Saturday, September 20, 2003

Public Schools and Anti-Social Behavior

I caught a snatch of Bill O'Reilly's show the other night, and he was interviewing Robert Epstein, West Coast editor for Psychology Today and director emeritus of the Cambridge Center for Behavioral Studies. O'Reilly began the segment with some footage of a teenage gang beating up a young man. Thanks to LEXIS, here's a snippet from the transcript:
EPSTEIN: Well, from my perspective, I think the problem is that these teens that we call children are not really children at all. They're past puberty. These are really young adults.

And throughout human history and in other cultures to this day, past puberty, young people work with adults.
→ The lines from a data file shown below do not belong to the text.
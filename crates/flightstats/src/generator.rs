//! Synthetic flight data.
//!
//! Fabricates flight records for three fixed routes with random departure
//! delay and arrival jitter. Used to seed a freshly created store with a week
//! of history and by the periodic [`RefreshJob`] to append another day.

use std::sync::Arc;

use chrono::{Days, Local, NaiveDate, TimeZone};
use rand::Rng;
use tracing::{debug, info, warn};

use crate::config::GeneratorConfig;
use crate::error::{Error, Result};
use crate::flight::{FlightRecord, MILLIS_PER_MINUTE};
use crate::storage::Storage;

const MILLIS_PER_HOUR: i64 = 60 * MILLIS_PER_MINUTE;

/// Number of days of history written when a store is first created.
pub const SEED_DAYS: usize = 7;

/// A fixed daily service and the bounds of its random jitter.
#[derive(Debug, Clone, Copy, PartialEq, Eq)]
pub struct Route {
    /// Flight number.
    pub flight_number: &'static str,
    /// Departure airport label.
    pub origin: &'static str,
    /// Arrival airport label.
    pub destination: &'static str,
    /// Scheduled departure, hours after local midnight.
    pub departure_hour: i64,
    /// Scheduled flight length in hours.
    pub scheduled_hours: i64,
    /// Upper bound (inclusive) of the departure delay in minutes.
    pub max_delay_minutes: i64,
    /// Upper bound (inclusive) of extra arrival jitter in minutes.
    pub max_arrival_jitter_minutes: i64,
}

/// The three services every generated day contains.
pub static ROUTES: [Route; 3] = [
    Route {
        flight_number: "NY101",
        origin: "New York",
        destination: "Los Angeles",
        departure_hour: 8,
        scheduled_hours: 6,
        max_delay_minutes: 45,
        max_arrival_jitter_minutes: 30,
    },
    Route {
        flight_number: "CH202",
        origin: "Chicago",
        destination: "Miami",
        departure_hour: 13,
        scheduled_hours: 3,
        max_delay_minutes: 60,
        max_arrival_jitter_minutes: 20,
    },
    Route {
        flight_number: "SF303",
        origin: "San Francisco",
        destination: "Seattle",
        departure_hour: 18,
        scheduled_hours: 2,
        max_delay_minutes: 30,
        max_arrival_jitter_minutes: 15,
    },
];

impl Route {
    /// Generate one flight of this route on the day starting at `date`
    /// (epoch milliseconds of local midnight).
    pub fn generate<R: Rng + ?Sized>(&self, date: i64, rng: &mut R) -> FlightRecord {
        let scheduled_departure_time = date + self.departure_hour * MILLIS_PER_HOUR;
        let scheduled_arrival_time = scheduled_departure_time + self.scheduled_hours * MILLIS_PER_HOUR;

        let delay = rng.gen_range(0..=self.max_delay_minutes) * MILLIS_PER_MINUTE;
        let jitter = rng.gen_range(0..=self.max_arrival_jitter_minutes) * MILLIS_PER_MINUTE;

        FlightRecord {
            id: None,
            flight_number: self.flight_number.to_string(),
            origin: self.origin.to_string(),
            destination: self.destination.to_string(),
            scheduled_departure_time,
            scheduled_arrival_time,
            actual_departure_time: scheduled_departure_time + delay,
            actual_arrival_time: scheduled_arrival_time + delay + jitter,
            date,
        }
    }
}

/// Epoch milliseconds of local midnight on `day`.
///
/// # Errors
///
/// Returns an error if midnight does not exist in the local time zone.
pub fn local_midnight(day: NaiveDate) -> Result<i64> {
    midnight_in(&Local, day)
}

fn midnight_in<Tz: TimeZone>(tz: &Tz, day: NaiveDate) -> Result<i64> {
    let naive = day.and_hms_opt(0, 0, 0).ok_or_else(|| Error::internal("invalid midnight"))?;
    tz.from_local_datetime(&naive)
        .earliest()
        .map(|dt| dt.timestamp_millis())
        .ok_or_else(|| Error::internal(format!("no local midnight on {day}")))
}

/// Generate one record per route for the day starting at `date`.
pub fn day_records<R: Rng + ?Sized>(date: i64, routes: &[Route], rng: &mut R) -> Vec<FlightRecord> {
    routes.iter().map(|route| route.generate(date, rng)).collect()
}

/// Generate the initial week of history: every route on each of the
/// [`SEED_DAYS`] days before `today`.
///
/// # Errors
///
/// Returns an error if a day's local midnight cannot be resolved.
pub fn seed_records<R: Rng + ?Sized>(today: NaiveDate, rng: &mut R) -> Result<Vec<FlightRecord>> {
    let first = today
        .checked_sub_days(Days::new(SEED_DAYS as u64))
        .ok_or_else(|| Error::internal("seed window out of range"))?;

    let mut flights = Vec::with_capacity(ROUTES.len() * SEED_DAYS);
    for day in first.iter_days().take(SEED_DAYS) {
        flights.extend(day_records(local_midnight(day)?, &ROUTES, rng));
    }
    Ok(flights)
}

/// Seed the store with a week of history if it has never been seeded.
///
/// The seed and the store's pending-seed mark are written in one
/// transaction, so an interrupted seed is retried on the next open.
/// Returns the number of records inserted.
///
/// # Errors
///
/// Returns an error if generation or the batch insert fails.
pub fn seed_if_needed(storage: &Storage, config: &GeneratorConfig) -> Result<usize> {
    if !storage.needs_seed()? {
        debug!("Database already seeded, skipping seed");
        return Ok(0);
    }
    if !config.seed_on_create {
        info!("Seeding disabled, leaving new database empty");
        storage.insert_seed(&[])?;
        return Ok(0);
    }
    if !storage.was_created() {
        warn!("Previous seed did not complete, seeding again");
    }

    let today = Local::now().date_naive();
    let flights = seed_records(today, &mut rand::thread_rng())?;
    let ids = storage.insert_seed(&flights)?;
    info!("Seeded database with {} flights", ids.len());
    Ok(ids.len())
}

/// Destination for generated batches.
pub trait FlightSink: Send + Sync {
    /// Atomically insert a batch, returning the assigned IDs.
    ///
    /// # Errors
    ///
    /// Returns an error if the batch could not be stored.
    fn insert_batch(&self, flights: &[FlightRecord]) -> Result<Vec<i64>>;
}

impl FlightSink for Storage {
    fn insert_batch(&self, flights: &[FlightRecord]) -> Result<Vec<i64>> {
        self.insert_many(flights)
    }
}

/// Result reported to whatever scheduled the refresh job.
#[derive(Debug, Clone, PartialEq, Eq)]
pub enum JobOutcome {
    /// The day's batch was stored.
    Success {
        /// Number of records inserted.
        inserted: usize,
    },
    /// The run failed; the scheduler should try again later.
    Retry {
        /// Why the run failed.
        reason: String,
    },
}

impl JobOutcome {
    /// Whether the run succeeded.
    #[must_use]
    pub fn is_success(&self) -> bool {
        matches!(self, Self::Success { .. })
    }
}

/// The periodic job that appends one day of synthetic flights.
///
/// By default only `NY101` is generated; `all_routes` adds the other two.
/// Concurrent runs are safe since each inserts its batch atomically.
#[derive(Debug)]
pub struct RefreshJob<S = Storage> {
    sink: Arc<S>,
    all_routes: bool,
}

impl<S: FlightSink + 'static> RefreshJob<S> {
    /// Create a refresh job writing to `sink`.
    #[must_use]
    pub fn new(sink: Arc<S>, all_routes: bool) -> Self {
        Self { sink, all_routes }
    }

    /// Create a refresh job using the generator configuration.
    #[must_use]
    pub fn from_config(sink: Arc<S>, config: &GeneratorConfig) -> Self {
        Self::new(sink, config.refresh_all_routes)
    }

    fn routes(&self) -> &'static [Route] {
        if self.all_routes {
            &ROUTES
        } else {
            &ROUTES[..1]
        }
    }

    /// Generate and store today's batch.
    ///
    /// Never fails; errors are logged and reported as [`JobOutcome::Retry`].
    pub fn run(&self) -> JobOutcome {
        self.run_for(Local::now().date_naive(), &mut rand::thread_rng())
    }

    /// Generate and store the batch for `day` using `rng`.
    pub fn run_for<R: Rng + ?Sized>(&self, day: NaiveDate, rng: &mut R) -> JobOutcome {
        match self.try_run(day, rng) {
            Ok(inserted) => {
                info!("Refresh inserted {inserted} flights for {day}");
                JobOutcome::Success { inserted }
            }
            Err(e) => {
                warn!("Refresh for {day} failed, will retry: {e}");
                JobOutcome::Retry {
                    reason: e.to_string(),
                }
            }
        }
    }

    fn try_run<R: Rng + ?Sized>(&self, day: NaiveDate, rng: &mut R) -> Result<usize> {
        let flights = day_records(local_midnight(day)?, self.routes(), rng);
        Ok(self.sink.insert_batch(&flights)?.len())
    }

    /// Run on the blocking pool so async schedulers are not stalled.
    pub async fn run_async(&self) -> JobOutcome {
        let job = Self::new(Arc::clone(&self.sink), self.all_routes);
        match tokio::task::spawn_blocking(move || job.run()).await {
            Ok(outcome) => outcome,
            Err(e) => {
                warn!("Refresh task failed, will retry: {e}");
                JobOutcome::Retry {
                    reason: Error::from(e).to_string(),
                }
            }
        }
    }
}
They're not corralled together, a bunch of teens in a pen, you know, waiting to get in trouble, and that's what we've done, and...

We've corralled them together, we're not allowing them to function as adults, and some of them get angry, some of them get crazy, some of them...

O'REILLY: So you're saying by having a high school system where they hang out among each other, this is causing violent, aberrant behavior?

EPSTEIN: I'm saying that that's entirely unnatural, and I've been able to track around the world where western culture and western schooling is put in place, we go from a culture where there are no teen problems whatsoever -- I mean none, zero violence, zero drugs...

O'REILLY: Where is that?

EPSTEIN: Where -- different countries in Africa. We're talking about Taiwan. We're talking about Japan. I've documented it virtually all over the world at this point. I'm working on a book on it.

O'REILLY: But Japan has a high school system.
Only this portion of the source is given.